How this skill works

mcporter auto-discovers configured MCP servers and can connect to remote or ephemeral servers via --http-url or --stdio flags. It exposes commands to list servers and tools, show full JSON schemas, and call tools using colon or function-like syntax. Results are wrapped in a CallResult with helpers to extract text, markdown, or parsed JSON for easy integration into workflows.

When to use it

  • You need to call MCP tools without adding them to your project dependencies
  • You want to discover available MCP servers and inspect tool schemas
  • You need ad-hoc access to an HTTP or stdio MCP endpoint from the CLI
  • You want to automate browser or API tasks via MCP tools in scripts or CI
  • You need quick exploration of tool inputs and outputs before coding against them

Best practices

  • Start by running npx mcporter list to discover servers and names before calling tools
  • Use --schema when inspecting outputs to understand required arguments and types
  • Prefer the function syntax for complex string arguments and the colon syntax for simple key:value pairs
  • Set MCPORTER_CALL_TIMEOUT or use --timeout for long-running tool calls
  • Use --log-level debug when troubleshooting connectivity or unexpected results

Example use cases

  • Run browser automation via a Chrome DevTools MCP server started on demand with --stdio
  • Crawl and scrape sites by calling a remote firecrawl MCP server via --http-url
  • Integrate Linear issue management by calling its MCP tools from CI or local scripts
  • Generate a standalone CLI or TypeScript client from a server with generate-cli and emit-ts commands
  • Inspect available tools and schemas before writing automation or SDK wrappers

FAQ

Do I have to install anything to use mcporter?

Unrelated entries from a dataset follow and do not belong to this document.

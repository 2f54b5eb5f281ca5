use std::path::PathBuf;

use super::Config;
use crate::{GlowError, GlowResult};

/// Returns the config directory: `~/.config/glowframe/`.
pub fn config_dir() -> Option<PathBuf> {
    dirs::home_dir().map(|h| h.join(".config").join("glowframe"))
}

/// Returns the config file path: `~/.config/glowframe/config.toml`.
pub fn config_path() -> Option<PathBuf> {
    config_dir().map(|d| d.join("config.toml"))
}

/// Parses and validates a config from TOML text.
pub fn parse(content: &str) -> GlowResult<Config> {
    let mut config: Config =
        toml::from_str(content).map_err(|e| GlowError::Config(e.to_string()))?;
    config.validate();
    Ok(config)
}

/// Tries to load and parse `config.toml`.
pub fn try_load() -> GlowResult<Config> {
    let path =
        config_path().ok_or_else(|| GlowError::Config("could not determine config path".into()))?;
    let content = std::fs::read_to_string(&path)?;
    parse(&content).map_err(|e| GlowError::Config(format!("{}: {e}", path.display())))
}

/// Loads the configuration from disk, falling back to defaults.
///
/// Non-existent files silently return defaults; other errors are
/// reported on stderr.
pub fn load() -> Config {
    match try_load() {
        Ok(config) => config,
        Err(GlowError::Io(e)) if e.kind() == std::io::ErrorKind::NotFound => Config::default(),
        Err(e) => {
            eprintln!("Warning: {e}");
            Config::default()
        }
    }
}
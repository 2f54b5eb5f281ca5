use glowframe_core::config;

/// Creates the default configuration file at `~/.config/glowframe/`.
///
/// Generates `config.toml` with comments explaining every option.
/// An existing file is not overwritten.
pub fn execute() {
    let Some(dir) = config::config_dir() else {
        eprintln!("Error: could not determine home directory.");
        std::process::exit(1);
    };

    if let Err(e) = std::fs::create_dir_all(&dir) {
        eprintln!("Error: could not create {}: {e}", dir.display());
        std::process::exit(1);
    }

    write_if_missing(
        &dir.join("config.toml"),
        &config::template::generate_config(),
    );

    println!("\nEdit config.toml to change the glow colors and resize behaviour.");
}

/// Writes content to a file only if it doesn't already exist.
fn write_if_missing(path: &std::path::Path, content: &str) {
    if path.exists() {
        println!("Already exists: {}", path.display());
        return;
    }

    match std::fs::write(path, content) {
        Ok(()) => println!("Created {}", path.display()),
        Err(e) => eprintln!("Error: could not write {}: {e}", path.display()),
    }
}
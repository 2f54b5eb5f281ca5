pub mod config;
pub mod demo;
#[cfg(windows)]
mod demo_host;
pub mod init;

No installation is required; use it via npx. Global install or Homebrew are optional alternatives if you prefer local installs.

How do I connect to a server that needs to run locally (like Chrome DevTools)?

Use the --stdio flag to run the server via npx on demand, or run a persistent daemon with npx mcporter daemon start for stateful servers and manage it with daemon status/stop.